Segment Start: Data to examine
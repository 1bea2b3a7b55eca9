//! Verification modes and the replay driver
//!
//! An [`Explorer`] runs a [`Scenario`] once, repeatedly with different seeds,
//! or exhaustively: after the initial run it keeps taking candidates from the
//! recorded choice points and replays each from its snapshot until none are
//! left or the run budget is spent.

use crate::runner::{RunReport, Runner};
use crate::session::Session;
use crate::status::Status;
use rand::SeedableRng;
use rand_chacha::ChaCha8Rng;
use rondo_core::{
    ConfigValidation, EngineConfig, MetaContext, NoopSlotProcessor, NullMeta, Result,
    SlotProcessor, VerificationMode,
};
use serde::Serialize;
use std::fmt;
use std::sync::Arc;

/// A system under verification: automata, initial machines and final checks
pub trait Scenario: Send + Sync {
    /// Short name used on the command line
    fn name(&self) -> &str;

    /// One-line description
    fn description(&self) -> &str;

    /// Initial domain state
    fn meta(&self) -> Box<dyn MetaContext> {
        Box::new(NullMeta)
    }

    /// Processor for scheduled work slots
    fn slot_processor(&self) -> Arc<dyn SlotProcessor> {
        Arc::new(NoopSlotProcessor)
    }

    /// Register automata, start machines and schedule work
    fn setup(&self, status: &Arc<Status>) -> Result<()>;

    /// Invariant violations in the final state of a run
    fn check(&self, _status: &Status) -> Vec<String> {
        Vec::new()
    }
}

/// Outcome of a verification session
#[derive(Debug, Clone, PartialEq, Serialize)]
pub struct VerificationReport {
    /// Scenario name
    pub scenario: String,
    /// Mode the session ran in
    pub mode: VerificationMode,
    /// Every run, in execution order
    pub runs: Vec<RunReport>,
    /// Choice points left unexplored when the run budget ran out
    pub unexplored: usize,
}

impl VerificationReport {
    /// Whether every recorded branch was explored
    pub fn exhausted(&self) -> bool {
        self.unexplored == 0
    }

    /// All violations with the run that found them
    pub fn violations(&self) -> impl Iterator<Item = (u64, &str)> {
        self.runs.iter().flat_map(|report| {
            report
                .violations
                .iter()
                .map(move |violation| (report.run, violation.as_str()))
        })
    }

    /// Whether no run reported a violation
    pub fn is_clean(&self) -> bool {
        self.violations().next().is_none()
    }

    /// Critical-section entries over all runs
    pub fn total_entries(&self) -> u64 {
        self.runs.iter().map(|report| report.entries).sum()
    }
}

impl fmt::Display for VerificationReport {
    fn fmt(&self, f: &mut fmt::Formatter<'_>) -> fmt::Result {
        writeln!(
            f,
            "{} [{}]: {} runs, {} entries",
            self.scenario,
            self.mode,
            self.runs.len(),
            self.total_entries()
        )?;
        for report in &self.runs {
            writeln!(f, "  {report}")?;
        }
        for (run, violation) in self.violations() {
            writeln!(f, "  violation in run {run}: {violation}")?;
        }
        if !self.exhausted() {
            writeln!(f, "  {} choice points left unexplored", self.unexplored)?;
        }
        Ok(())
    }
}

/// Runs a scenario under the configured verification mode
pub struct Explorer<'a> {
    config: EngineConfig,
    scenario: &'a dyn Scenario,
    session: Arc<Session>,
    rng: ChaCha8Rng,
}

impl<'a> Explorer<'a> {
    /// Explorer for `scenario`
    pub fn new(config: EngineConfig, scenario: &'a dyn Scenario) -> Result<Self> {
        config.validate()?;
        Ok(Self {
            rng: ChaCha8Rng::seed_from_u64(config.seed),
            config,
            scenario,
            session: Arc::new(Session::new()),
        })
    }

    /// Session shared by every run
    pub fn session(&self) -> &Arc<Session> {
        &self.session
    }

    /// Fresh run state for `seed` with the scenario set up, clocks at zero
    pub fn prepare(&self, seed: u64) -> Result<Arc<Status>> {
        self.session.clocks().reset();
        let config = self.config.clone().with_seed(seed);
        let status = Status::new(
            config,
            Arc::clone(&self.session),
            self.scenario.meta(),
            self.scenario.slot_processor(),
        )?;
        self.scenario.setup(&status)?;
        Ok(status)
    }

    /// Run `status` to completion and apply the scenario's final checks
    pub fn execute(&self, status: &Arc<Status>) -> Result<RunReport> {
        let mut report = Runner::new(Arc::clone(status)).run()?;
        report.violations = self.scenario.check(status);
        for violation in &report.violations {
            tracing::warn!(run = report.run, violation, "invariant violated");
        }
        Ok(report)
    }

    /// Run the whole session
    pub fn run(&mut self) -> Result<VerificationReport> {
        self.session.reset();
        tracing::info!(scenario = self.scenario.name(), mode = %self.config.mode, "verification starting");
        let result = match self.config.mode {
            VerificationMode::SingleRun => self.simulate(1),
            VerificationMode::Simulation { runs } => self.simulate(u64::from(runs)),
            VerificationMode::ModelChecking { max_runs } => self.model_check(max_runs),
        };
        // Snapshots reference the session; drop whatever is left unexplored
        let unexplored = self.session.with_vars(|vars| {
            let left = vars.choice_points.len();
            vars.choice_points.clear();
            left
        });
        let runs = result?;

        let report = VerificationReport {
            scenario: self.scenario.name().to_string(),
            mode: self.config.mode,
            runs,
            unexplored,
        };
        tracing::info!(
            scenario = %report.scenario,
            runs = report.runs.len(),
            clean = report.is_clean(),
            "verification finished"
        );
        Ok(report)
    }

    fn simulate(&self, runs: u64) -> Result<Vec<RunReport>> {
        (0..runs)
            .map(|i| {
                let status = self.prepare(self.config.seed.wrapping_add(i))?;
                self.execute(&status)
            })
            .collect()
    }

    fn model_check(&mut self, max_runs: Option<u64>) -> Result<Vec<RunReport>> {
        let initial = self.prepare(self.config.seed)?;
        let mut reports = vec![self.execute(&initial)?];

        while max_runs.map_or(true, |max| (reports.len() as u64) < max) {
            let criteria = self.config.model_checking;
            let rng = &mut self.rng;
            let Some(replay) = self
                .session
                .with_vars(|vars| vars.next_replay(criteria, rng))?
            else {
                break;
            };
            self.session.prepare_replay(&replay);
            let status = replay.snapshot.clone_for_new_run();
            reports.push(self.execute(&status)?);
        }
        Ok(reports)
    }
}
//! `rondo scenarios`

/// Print every built-in scenario with its description
pub fn handle_list() {
    for scenario in rondo_testkit::catalog() {
        println!("{:<20} {}", scenario.name(), scenario.description());
    }
}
Segment End: Data to examine
• **Exercise objective**: Lines containing "reset" in the records above: how many are there? Give only the number.

• **Written answer**: 2